//! Command handlers mapping CLI invocations onto the core services.

use chrono::{NaiveDate, NaiveTime};
use uuid::Uuid;

use shopbook_core::{
    api_category_totals, api_create_business, api_ensure_user, api_fiscal_summary,
    api_forecast_sales, api_record_movement, api_sales_series, BusinessService, Clock,
    MovementService, ProductChanges, ProductService, SystemClock, UserService,
};

use crate::cli::{context::CliContext, output, CliError};

const USAGE: &str = "\
shopbook_cli <command>

  signin <subject> <email> <name>
  business add <email> <name>
  business list <email>
  movement add <email> <business-id> <date> <time> <kind> <amount> [category] [note]
  movement list <email> <business-id>
  movement show <email> <movement-id>
  product add <email> <business-id> <name> <cost> <price> <stock>
  product update <email> <product-id> [name=..] [cost=..] [price=..] [stock=..]
  product list <email> <business-id>
  sales <email> <business-id> [days]
  categories <email> <business-id>
  fiscal <email> <business-id> <year> <month>
  forecast <email> <business-id> [days]
  ledgers
";

pub fn dispatch(args: &[String]) -> Result<(), CliError> {
    let Some(command) = args.first() else {
        print!("{USAGE}");
        return Ok(());
    };
    match command.as_str() {
        "signin" => signin(&args[1..]),
        "business" => business(&args[1..]),
        "movement" => movement(&args[1..]),
        "product" => product(&args[1..]),
        "sales" => sales(&args[1..]),
        "categories" => categories(&args[1..]),
        "fiscal" => fiscal(&args[1..]),
        "forecast" => forecast(&args[1..]),
        "ledgers" => ledgers(),
        "help" | "--help" | "-h" => {
            print!("{USAGE}");
            Ok(())
        }
        other => Err(CliError::Usage(format!("unknown command `{other}`"))),
    }
}

fn signin(args: &[String]) -> Result<(), CliError> {
    let subject = require(args, 0, "subject")?;
    let email = require(args, 1, "email")?;
    let name = require(args, 2, "name")?;
    let mut ctx = CliContext::open()?;
    let user_id = api_ensure_user(&mut ctx.ledger, subject, email, name)?;
    ctx.save()?;
    output::notice(&format!("signed in as {user_id}"));
    Ok(())
}

fn business(args: &[String]) -> Result<(), CliError> {
    match require(args, 0, "subcommand")? {
        "add" => {
            let email = require(args, 1, "email")?;
            let name = require(args, 2, "name")?;
            let mut ctx = CliContext::open()?;
            let owner = UserService::by_email(&ctx.ledger, email)?.id;
            let business_id = api_create_business(&mut ctx.ledger, owner, name)?;
            ctx.save()?;
            output::notice(&format!("created business {business_id}"));
            Ok(())
        }
        "list" => {
            let email = require(args, 1, "email")?;
            let ctx = CliContext::open()?;
            let owner = UserService::by_email(&ctx.ledger, email)?.id;
            output::heading(&format!("Businesses of {email}"));
            output::print_json(&BusinessService::list_for_owner(&ctx.ledger, owner))
        }
        other => Err(CliError::Usage(format!("unknown subcommand `{other}`"))),
    }
}

fn movement(args: &[String]) -> Result<(), CliError> {
    match require(args, 0, "subcommand")? {
        "add" => {
            let email = require(args, 1, "email")?;
            let business_id = parse_uuid(require(args, 2, "business id")?)?;
            let date = parse_date(require(args, 3, "date")?)?;
            let time = parse_time(require(args, 4, "time")?)?;
            let kind = require(args, 5, "kind")?;
            let amount = parse_number(require(args, 6, "amount")?)?;
            let category = args.get(7).cloned();
            let note = args.get(8).cloned();

            let mut ctx = CliContext::open()?;
            let user = UserService::by_email(&ctx.ledger, email)?.id;
            BusinessService::ensure_owned(&ctx.ledger, user, business_id)?;
            let movement_id = api_record_movement(
                &mut ctx.ledger,
                business_id,
                date,
                time,
                kind,
                amount,
                category,
                note,
            )?;
            ctx.save()?;
            output::notice(&format!("recorded movement {movement_id}"));
            Ok(())
        }
        "list" => {
            let email = require(args, 1, "email")?;
            let business_id = parse_uuid(require(args, 2, "business id")?)?;
            let ctx = CliContext::open()?;
            let user = UserService::by_email(&ctx.ledger, email)?.id;
            BusinessService::ensure_owned(&ctx.ledger, user, business_id)?;
            output::print_json(&MovementService::list(&ctx.ledger, business_id)?)
        }
        "show" => {
            let email = require(args, 1, "email")?;
            let movement_id = parse_uuid(require(args, 2, "movement id")?)?;
            let ctx = CliContext::open()?;
            let user = UserService::by_email(&ctx.ledger, email)?.id;
            let movement = MovementService::get(&ctx.ledger, movement_id)?;
            BusinessService::ensure_owned(&ctx.ledger, user, movement.business_id)?;
            output::print_json(&movement)
        }
        other => Err(CliError::Usage(format!("unknown subcommand `{other}`"))),
    }
}

fn product(args: &[String]) -> Result<(), CliError> {
    match require(args, 0, "subcommand")? {
        "add" => {
            let email = require(args, 1, "email")?;
            let business_id = parse_uuid(require(args, 2, "business id")?)?;
            let name = require(args, 3, "name")?;
            let cost = parse_number(require(args, 4, "cost")?)?;
            let price = parse_number(require(args, 5, "price")?)?;
            let stock = parse_stock(require(args, 6, "stock")?)?;

            let mut ctx = CliContext::open()?;
            let user = UserService::by_email(&ctx.ledger, email)?.id;
            BusinessService::ensure_owned(&ctx.ledger, user, business_id)?;
            let product_id =
                ProductService::record(&mut ctx.ledger, business_id, name, cost, price, stock)?;
            ctx.save()?;
            output::notice(&format!("created product {product_id}"));
            Ok(())
        }
        "update" => {
            let email = require(args, 1, "email")?;
            let product_id = parse_uuid(require(args, 2, "product id")?)?;
            let changes = parse_product_changes(&args[3..])?;

            let mut ctx = CliContext::open()?;
            let user = UserService::by_email(&ctx.ledger, email)?.id;
            let owning_business = ctx
                .ledger
                .product(product_id)
                .map(|product| product.business_id)
                .ok_or(shopbook_core::CoreError::ProductNotFound(product_id))?;
            BusinessService::ensure_owned(&ctx.ledger, user, owning_business)?;
            ProductService::update(&mut ctx.ledger, product_id, changes)?;
            ctx.save()?;
            output::notice(&format!("updated product {product_id}"));
            Ok(())
        }
        "list" => {
            let email = require(args, 1, "email")?;
            let business_id = parse_uuid(require(args, 2, "business id")?)?;
            let ctx = CliContext::open()?;
            let user = UserService::by_email(&ctx.ledger, email)?.id;
            BusinessService::ensure_owned(&ctx.ledger, user, business_id)?;
            output::print_json(&ProductService::list(&ctx.ledger, business_id)?)
        }
        other => Err(CliError::Usage(format!("unknown subcommand `{other}`"))),
    }
}

fn sales(args: &[String]) -> Result<(), CliError> {
    let email = require(args, 0, "email")?;
    let business_id = parse_uuid(require(args, 1, "business id")?)?;
    let ctx = CliContext::open()?;
    let days = match args.get(2) {
        Some(raw) => parse_days(raw)?,
        None => ctx.config.sales_window_days,
    };
    let user = UserService::by_email(&ctx.ledger, email)?.id;
    BusinessService::ensure_owned(&ctx.ledger, user, business_id)?;
    let today = SystemClock.today();
    let series = api_sales_series(&ctx.ledger, business_id, today, days)?;
    output::heading(&format!("Daily sales, last {days} days"));
    output::print_json(&series)
}

fn categories(args: &[String]) -> Result<(), CliError> {
    let email = require(args, 0, "email")?;
    let business_id = parse_uuid(require(args, 1, "business id")?)?;
    let ctx = CliContext::open()?;
    let user = UserService::by_email(&ctx.ledger, email)?.id;
    BusinessService::ensure_owned(&ctx.ledger, user, business_id)?;
    output::print_json(&api_category_totals(&ctx.ledger, business_id)?)
}

fn fiscal(args: &[String]) -> Result<(), CliError> {
    let email = require(args, 0, "email")?;
    let business_id = parse_uuid(require(args, 1, "business id")?)?;
    let year = parse_year(require(args, 2, "year")?)?;
    let month = parse_month(require(args, 3, "month")?)?;
    let ctx = CliContext::open()?;
    let user = UserService::by_email(&ctx.ledger, email)?.id;
    BusinessService::ensure_owned(&ctx.ledger, user, business_id)?;
    output::print_json(&api_fiscal_summary(&ctx.ledger, business_id, year, month)?)
}

fn forecast(args: &[String]) -> Result<(), CliError> {
    let email = require(args, 0, "email")?;
    let business_id = parse_uuid(require(args, 1, "business id")?)?;
    let ctx = CliContext::open()?;
    let days = match args.get(2) {
        Some(raw) => parse_days(raw)?,
        None => ctx.config.forecast_horizon_days,
    };
    let user = UserService::by_email(&ctx.ledger, email)?.id;
    BusinessService::ensure_owned(&ctx.ledger, user, business_id)?;
    let points = api_forecast_sales(&ctx.ledger, business_id, days)?;
    output::heading(&format!("Sales forecast, next {days} days"));
    output::print_json(&points)
}

fn ledgers() -> Result<(), CliError> {
    let ctx = CliContext::open()?;
    output::heading("Ledgers");
    for entry in ctx.storage().list_ledger_metadata()? {
        println!(
            "{}  businesses={} movements={} products={} ({})",
            entry.slug,
            entry.business_count,
            entry.movement_count,
            entry.product_count,
            entry.path.display()
        );
    }
    Ok(())
}

fn require<'a>(args: &'a [String], index: usize, name: &str) -> Result<&'a str, CliError> {
    args.get(index)
        .map(String::as_str)
        .ok_or_else(|| CliError::Usage(format!("missing argument: {name}")))
}

fn parse_uuid(raw: &str) -> Result<Uuid, CliError> {
    raw.parse()
        .map_err(|_| CliError::Usage(format!("`{raw}` is not a valid id")))
}

fn parse_date(raw: &str) -> Result<NaiveDate, CliError> {
    raw.parse()
        .map_err(|_| CliError::Usage(format!("`{raw}` is not a date (expected YYYY-MM-DD)")))
}

fn parse_time(raw: &str) -> Result<NaiveTime, CliError> {
    raw.parse()
        .map_err(|_| CliError::Usage(format!("`{raw}` is not a time (expected HH:MM:SS)")))
}

fn parse_number(raw: &str) -> Result<f64, CliError> {
    raw.parse()
        .map_err(|_| CliError::Usage(format!("`{raw}` is not a number")))
}

fn parse_stock(raw: &str) -> Result<i64, CliError> {
    raw.parse()
        .map_err(|_| CliError::Usage(format!("`{raw}` is not an integer")))
}

fn parse_days(raw: &str) -> Result<u32, CliError> {
    raw.parse()
        .map_err(|_| CliError::Usage(format!("`{raw}` is not a day count")))
}

fn parse_year(raw: &str) -> Result<i32, CliError> {
    raw.parse()
        .map_err(|_| CliError::Usage(format!("`{raw}` is not a year")))
}

fn parse_month(raw: &str) -> Result<u32, CliError> {
    raw.parse()
        .map_err(|_| CliError::Usage(format!("`{raw}` is not a month")))
}

fn parse_product_changes(args: &[String]) -> Result<ProductChanges, CliError> {
    let mut changes = ProductChanges::default();
    for pair in args {
        let (key, value) = pair
            .split_once('=')
            .ok_or_else(|| CliError::Usage(format!("expected key=value, got `{pair}`")))?;
        match key {
            "name" => changes.name = Some(value.to_string()),
            "cost" => changes.cost = Some(parse_number(value)?),
            "price" => changes.price = Some(parse_number(value)?),
            "stock" => changes.stock = Some(parse_stock(value)?),
            other => {
                return Err(CliError::Usage(format!("unknown product field `{other}`")));
            }
        }
    }
    Ok(changes)
}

# # #

Activity
Filter the listing by the string "created"; copy each matching line.

Solved exercise
            output::notice(&format!("created business {business_id}"));
            output::notice(&format!("created product {product_id}"));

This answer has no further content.